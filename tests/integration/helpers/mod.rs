// Copyright (c) 2025 Kirky.X
//
// Licensed under the MIT License
// See LICENSE file in the project root for full license information.

pub mod mocks;

use chrono::Duration;
use contentflow::capabilities::traits::{CollectedMetrics, ContentGenerator};
use contentflow::domain::models::batch_job::{ContentRequirements, GenerationSettings};
use contentflow::domain::models::content::{ApprovedContent, SourceDocument};
use contentflow::domain::models::publishing_job::PublishingSettings;
use contentflow::domain::models::site::{RoutingRule, SiteConfig};
use contentflow::domain::repositories::job_store::JobLockRegistry;
use contentflow::domain::repositories::site_store::{RoutingRuleStore, SiteStore};
use contentflow::domain::services::batch_service::BatchGenerationService;
use contentflow::domain::services::performance_service::PerformanceTracker;
use contentflow::domain::services::publishing_service::AutomatedPublishingService;
use contentflow::domain::services::routing_service::{RoutingService, RoutingWeights};
use contentflow::domain::services::context_builder::ContextPromptBuilder;
use contentflow::infrastructure::stores::memory_dataset::MemoryDatasetRepository;
use contentflow::infrastructure::stores::memory_job_store::MemoryJobStore;
use contentflow::queue::scheduler::TaskScheduler;
use contentflow::queue::task_queue::MemoryTaskQueue;
use contentflow::utils::retry_policy::RetryPolicy;
use contentflow::workers::generation_worker::GenerationWorker;
use contentflow::workers::manager::WorkerManager;
use contentflow::workers::publishing_worker::PublishingWorker;
use contentflow::workers::tracking_worker::TrackingWorker;
use mocks::{RecordingPublisher, StaticCollector, StaticContentStore, StaticResearchProvider};
use std::future::Future;
use std::sync::Arc;
use uuid::Uuid;

/// 组装完整的编排栈供端到端测试使用
pub struct TestApp {
    pub queue: Arc<MemoryTaskQueue>,
    pub batch_store: Arc<MemoryJobStore>,
    pub publishing_store: Arc<MemoryJobStore>,
    pub metrics_store: Arc<MemoryJobStore>,
    pub dataset: Arc<MemoryDatasetRepository>,
    pub batch_service: Arc<BatchGenerationService<MemoryTaskQueue>>,
    pub publishing_service: Arc<AutomatedPublishingService<MemoryTaskQueue>>,
    pub tracker: Arc<PerformanceTracker>,
    pub router: Arc<RoutingService>,
    pub publisher: Arc<RecordingPublisher>,
    pub content_store: Arc<StaticContentStore>,
    pub research: Arc<StaticResearchProvider>,
    pub manager: WorkerManager<MemoryTaskQueue>,
}

/// 测试用的快速重试策略，退避短且无抖动
pub fn fast_retry_policy() -> RetryPolicy {
    RetryPolicy {
        max_retries: 3,
        initial_backoff: std::time::Duration::from_millis(50),
        max_backoff: std::time::Duration::from_millis(200),
        backoff_multiplier: 2.0,
        jitter_factor: 0.0,
        enable_jitter: false,
    }
}

pub fn test_sites() -> Vec<SiteConfig> {
    vec![
        SiteConfig {
            id: "site-weddings".to_string(),
            name: "Wedding Stories".to_string(),
            endpoint: "https://weddings.example.com/wp-json".to_string(),
            categories: vec!["bridal".to_string(), "venues".to_string()],
            keywords: vec!["wedding".to_string(), "bride".to_string(), "venue".to_string()],
            is_active: true,
            priority: 80,
        },
        SiteConfig {
            id: "site-general".to_string(),
            name: "The Daily Reader".to_string(),
            endpoint: "https://general.example.com/wp-json".to_string(),
            categories: vec![],
            keywords: vec![],
            is_active: true,
            priority: 10,
        },
    ]
}

pub fn test_rules() -> Vec<RoutingRule> {
    vec![
        RoutingRule {
            keywords: vec!["wedding".to_string(), "bride".to_string(), "venue".to_string()],
            categories: vec!["bridal".to_string()],
            target_site_id: "site-weddings".to_string(),
            priority: 80,
            description: "Wedding and bridal content".to_string(),
        },
        RoutingRule {
            keywords: vec![],
            categories: vec![],
            target_site_id: "site-general".to_string(),
            priority: 50,
            description: "Generic fallback".to_string(),
        },
    ]
}

/// 组装测试应用
///
/// stagger为生成任务的错峰间隔；发布间隔来自各测试的设置。
pub fn create_test_app(
    generator: Arc<dyn ContentGenerator>,
    connection_ok: bool,
    stagger: Duration,
) -> TestApp {
    let queue = Arc::new(MemoryTaskQueue::new());
    let scheduler = Arc::new(TaskScheduler::new(queue.clone()));
    let locks = Arc::new(JobLockRegistry::new());

    let batch_store = Arc::new(MemoryJobStore::new());
    let publishing_store = Arc::new(MemoryJobStore::new());
    let metrics_store = Arc::new(MemoryJobStore::new());
    let dataset = Arc::new(MemoryDatasetRepository::new());

    let research = Arc::new(StaticResearchProvider::new());
    let content_store = Arc::new(StaticContentStore::new());
    let publisher = Arc::new(RecordingPublisher::new(connection_ok));
    let collector = Arc::new(StaticCollector {
        metrics: CollectedMetrics {
            views: 800,
            comments: 25,
            shares: 12,
            engagement_rate: 0.07,
            avg_time_on_page: 110.0,
            organic_traffic: 400,
            click_through_rate: 0.05,
            bounce_rate: 0.35,
        },
    });

    let sites = Arc::new(SiteStore::new(test_sites()));
    let rules = Arc::new(RoutingRuleStore::new(test_rules(), Default::default()));
    let router = Arc::new(RoutingService::new(sites, rules, RoutingWeights::default()));

    let job_ttl = std::time::Duration::from_secs(7_200);
    let metrics_ttl = std::time::Duration::from_secs(2_592_000);

    let batch_service = Arc::new(BatchGenerationService::new(
        research.clone(),
        batch_store.clone(),
        locks.clone(),
        scheduler.clone(),
        stagger,
        job_ttl,
    ));
    let publishing_service = Arc::new(AutomatedPublishingService::new(
        publisher.clone(),
        publishing_store.clone(),
        locks.clone(),
        scheduler.clone(),
        job_ttl,
    ));
    let tracker = Arc::new(PerformanceTracker::new(
        collector,
        content_store.clone(),
        metrics_store.clone(),
        dataset.clone(),
        locks.clone(),
        metrics_ttl,
    ));

    let generation_worker = Arc::new(GenerationWorker::new(
        batch_service.clone(),
        generator,
        ContextPromptBuilder::default(),
        scheduler.clone(),
        fast_retry_policy(),
    ));
    let publishing_worker = Arc::new(PublishingWorker::new(
        publishing_service.clone(),
        publisher.clone(),
        content_store.clone(),
        router.clone(),
        metrics_store.clone(),
        scheduler.clone(),
        metrics_ttl,
    ));
    let tracking_worker = Arc::new(TrackingWorker::new(
        tracker.clone(),
        scheduler.clone(),
        fast_retry_policy(),
    ));

    let manager = WorkerManager::new(
        queue.clone(),
        generation_worker,
        publishing_worker,
        tracking_worker,
    );

    TestApp {
        queue,
        batch_store,
        publishing_store,
        metrics_store,
        dataset,
        batch_service,
        publishing_service,
        tracker,
        router,
        publisher,
        content_store,
        research,
        manager,
    }
}

pub fn sources(count: usize) -> Vec<SourceDocument> {
    (0..count)
        .map(|i| SourceDocument {
            url: format!("https://research.example.com/article-{}", i),
            title: format!("Wedding venue research {}", i),
            content: format!(
                "Venue pricing varies with season {}. You should compare quotes \
                 from several venues before committing a deposit.",
                i
            ),
        })
        .collect()
}

pub fn generation_settings(target_count: u32) -> GenerationSettings {
    GenerationSettings {
        target_count,
        brand_voice: "professional".to_string(),
        target_audience: "engaged couples".to_string(),
        content_type: "blog_post".to_string(),
        requirements: ContentRequirements {
            uniqueness_threshold: 0.7,
            target_word_count: 800,
        },
        provider_preference: None,
    }
}

pub fn publishing_settings(delay_ms: i64) -> PublishingSettings {
    PublishingSettings {
        status: "publish".to_string(),
        categories: vec!["bridal".to_string()],
        tags: vec!["wedding".to_string()],
        delay_between_posts_ms: delay_ms,
        enable_performance_tracking: true,
        auto_optimization: false,
        scheduled_date: None,
        target_site_id: None,
    }
}

pub fn approved_content(title: &str, body: &str) -> ApprovedContent {
    ApprovedContent {
        id: Uuid::new_v4(),
        title: title.to_string(),
        body: body.to_string(),
        excerpt: body.chars().take(40).collect(),
        content_type: None,
        approved: true,
        categories: vec!["bridal".to_string()],
        tags: vec!["wedding".to_string()],
        quality_score: 85.0,
        ai_provider: Some("mock-provider".to_string()),
    }
}

/// 轮询等待条件成立，超时则panic
pub async fn wait_until<F, Fut>(timeout_ms: u64, mut condition: F)
where
    F: FnMut() -> Fut,
    Fut: Future<Output = bool>,
{
    let deadline = std::time::Instant::now() + std::time::Duration::from_millis(timeout_ms);
    loop {
        if condition().await {
            return;
        }
        if std::time::Instant::now() > deadline {
            panic!("condition not met within {}ms", timeout_ms);
        }
        tokio::time::sleep(std::time::Duration::from_millis(25)).await;
    }
}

#### About this exercise:
Count each line of the listing above that holds the string "body", and state that count without anything added.

#### Exercise solution:
3